START Records for the task

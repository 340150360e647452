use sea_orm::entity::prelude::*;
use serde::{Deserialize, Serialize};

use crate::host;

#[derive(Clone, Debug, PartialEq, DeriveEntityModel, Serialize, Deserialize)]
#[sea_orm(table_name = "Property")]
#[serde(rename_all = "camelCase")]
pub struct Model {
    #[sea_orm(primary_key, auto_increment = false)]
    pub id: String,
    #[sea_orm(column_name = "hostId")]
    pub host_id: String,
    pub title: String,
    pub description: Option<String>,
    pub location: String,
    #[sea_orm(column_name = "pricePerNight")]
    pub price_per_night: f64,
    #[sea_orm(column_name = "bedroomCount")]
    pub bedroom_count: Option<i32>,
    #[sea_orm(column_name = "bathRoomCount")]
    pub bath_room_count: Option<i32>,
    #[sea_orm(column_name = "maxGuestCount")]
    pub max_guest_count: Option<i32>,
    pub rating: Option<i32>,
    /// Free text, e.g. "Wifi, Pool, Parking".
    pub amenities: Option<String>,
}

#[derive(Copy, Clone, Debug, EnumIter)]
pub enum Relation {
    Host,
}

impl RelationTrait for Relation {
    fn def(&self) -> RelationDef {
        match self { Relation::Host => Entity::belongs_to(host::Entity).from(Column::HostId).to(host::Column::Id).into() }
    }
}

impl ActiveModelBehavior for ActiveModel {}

END Records for the task
START Records for the task

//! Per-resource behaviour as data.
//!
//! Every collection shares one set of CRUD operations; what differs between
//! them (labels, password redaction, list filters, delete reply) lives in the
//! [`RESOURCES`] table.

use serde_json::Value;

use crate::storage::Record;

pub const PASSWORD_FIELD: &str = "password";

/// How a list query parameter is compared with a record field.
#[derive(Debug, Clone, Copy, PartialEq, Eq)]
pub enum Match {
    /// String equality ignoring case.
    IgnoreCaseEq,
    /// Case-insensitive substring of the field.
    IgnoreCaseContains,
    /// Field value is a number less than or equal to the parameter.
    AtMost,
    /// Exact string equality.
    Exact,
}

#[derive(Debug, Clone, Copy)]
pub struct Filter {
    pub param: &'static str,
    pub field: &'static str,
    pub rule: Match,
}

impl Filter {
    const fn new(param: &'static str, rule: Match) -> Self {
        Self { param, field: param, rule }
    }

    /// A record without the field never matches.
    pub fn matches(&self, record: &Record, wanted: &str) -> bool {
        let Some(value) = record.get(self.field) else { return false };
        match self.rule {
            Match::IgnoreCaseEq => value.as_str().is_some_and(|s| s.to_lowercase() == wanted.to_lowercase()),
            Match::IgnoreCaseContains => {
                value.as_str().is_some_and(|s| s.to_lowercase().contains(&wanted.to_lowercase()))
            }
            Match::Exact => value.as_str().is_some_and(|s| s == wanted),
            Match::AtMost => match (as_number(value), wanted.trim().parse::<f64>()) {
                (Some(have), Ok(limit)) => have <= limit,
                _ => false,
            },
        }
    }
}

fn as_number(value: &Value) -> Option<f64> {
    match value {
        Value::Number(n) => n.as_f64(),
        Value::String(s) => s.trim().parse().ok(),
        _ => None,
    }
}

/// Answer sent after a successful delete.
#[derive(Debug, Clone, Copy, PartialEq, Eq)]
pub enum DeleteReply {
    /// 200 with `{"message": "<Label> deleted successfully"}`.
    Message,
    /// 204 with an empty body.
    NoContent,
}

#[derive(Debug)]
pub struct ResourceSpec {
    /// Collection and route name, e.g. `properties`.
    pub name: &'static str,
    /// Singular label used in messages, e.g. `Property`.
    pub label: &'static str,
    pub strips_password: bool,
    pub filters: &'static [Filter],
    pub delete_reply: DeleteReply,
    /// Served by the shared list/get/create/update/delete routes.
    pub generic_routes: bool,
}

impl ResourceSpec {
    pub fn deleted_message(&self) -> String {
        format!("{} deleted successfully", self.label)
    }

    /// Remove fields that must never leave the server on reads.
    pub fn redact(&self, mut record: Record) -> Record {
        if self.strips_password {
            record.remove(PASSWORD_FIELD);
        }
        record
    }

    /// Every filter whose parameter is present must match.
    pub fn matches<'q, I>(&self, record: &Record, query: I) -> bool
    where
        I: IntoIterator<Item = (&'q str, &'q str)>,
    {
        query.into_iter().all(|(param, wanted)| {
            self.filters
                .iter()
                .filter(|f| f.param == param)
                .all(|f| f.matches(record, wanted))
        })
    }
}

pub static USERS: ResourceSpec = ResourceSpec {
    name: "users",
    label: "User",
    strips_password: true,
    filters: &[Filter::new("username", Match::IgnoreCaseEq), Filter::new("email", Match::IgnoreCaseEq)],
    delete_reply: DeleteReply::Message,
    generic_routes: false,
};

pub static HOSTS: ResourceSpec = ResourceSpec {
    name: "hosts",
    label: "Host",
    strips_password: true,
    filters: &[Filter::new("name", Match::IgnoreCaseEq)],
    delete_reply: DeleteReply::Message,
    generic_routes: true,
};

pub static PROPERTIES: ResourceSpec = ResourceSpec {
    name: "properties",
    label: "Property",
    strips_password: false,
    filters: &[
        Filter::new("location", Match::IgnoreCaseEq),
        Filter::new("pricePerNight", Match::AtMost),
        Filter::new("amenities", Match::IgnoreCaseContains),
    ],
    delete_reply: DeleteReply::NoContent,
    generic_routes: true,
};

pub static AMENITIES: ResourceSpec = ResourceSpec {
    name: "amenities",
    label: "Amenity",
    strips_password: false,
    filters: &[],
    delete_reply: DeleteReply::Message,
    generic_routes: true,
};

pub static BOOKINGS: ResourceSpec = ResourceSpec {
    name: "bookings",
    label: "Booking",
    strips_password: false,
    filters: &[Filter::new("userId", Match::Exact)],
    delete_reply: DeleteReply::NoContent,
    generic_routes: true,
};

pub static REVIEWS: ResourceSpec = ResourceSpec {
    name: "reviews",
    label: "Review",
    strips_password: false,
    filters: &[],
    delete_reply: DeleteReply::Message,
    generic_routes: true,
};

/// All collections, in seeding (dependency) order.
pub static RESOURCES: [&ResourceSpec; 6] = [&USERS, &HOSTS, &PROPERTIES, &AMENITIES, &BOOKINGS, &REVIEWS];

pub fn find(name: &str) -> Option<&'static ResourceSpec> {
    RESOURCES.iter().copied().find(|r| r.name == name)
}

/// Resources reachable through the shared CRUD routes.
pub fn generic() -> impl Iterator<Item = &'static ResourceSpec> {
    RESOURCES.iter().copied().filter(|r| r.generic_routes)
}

END Records for the task

Beginning at the line with "pub const PASSWORD_FIELD: &str" and stopping after the line with "pub name: &'static", please write out every line of the data above exactly and nothing else.

pub const PASSWORD_FIELD: &str = "password";

/// How a list query parameter is compared with a record field.
#[derive(Debug, Clone, Copy, PartialEq, Eq)]
pub enum Match {
    /// String equality ignoring case.
    IgnoreCaseEq,
    /// Case-insensitive substring of the field.
    IgnoreCaseContains,
    /// Field value is a number less than or equal to the parameter.
    AtMost,
    /// Exact string equality.
    Exact,
}

#[derive(Debug, Clone, Copy)]
pub struct Filter {
    pub param: &'static str,
    pub field: &'static str,
    pub rule: Match,
}

impl Filter {
    const fn new(param: &'static str, rule: Match) -> Self {
        Self { param, field: param, rule }
    }

    /// A record without the field never matches.
    pub fn matches(&self, record: &Record, wanted: &str) -> bool {
        let Some(value) = record.get(self.field) else { return false };
        match self.rule {
            Match::IgnoreCaseEq => value.as_str().is_some_and(|s| s.to_lowercase() == wanted.to_lowercase()),
            Match::IgnoreCaseContains => {
                value.as_str().is_some_and(|s| s.to_lowercase().contains(&wanted.to_lowercase()))
            }
            Match::Exact => value.as_str().is_some_and(|s| s == wanted),
            Match::AtMost => match (as_number(value), wanted.trim().parse::<f64>()) {
                (Some(have), Ok(limit)) => have <= limit,
                _ => false,
            },
        }
    }
}

fn as_number(value: &Value) -> Option<f64> {
    match value {
        Value::Number(n) => n.as_f64(),
        Value::String(s) => s.trim().parse().ok(),
        _ => None,
    }
}

/// Answer sent after a successful delete.
#[derive(Debug, Clone, Copy, PartialEq, Eq)]
pub enum DeleteReply {
    /// 200 with `{"message": "<Label> deleted successfully"}`.
    Message,
    /// 204 with an empty body.
    NoContent,
}

#[derive(Debug)]
pub struct ResourceSpec {
    /// Collection and route name, e.g. `properties`.
    pub name: &'static str,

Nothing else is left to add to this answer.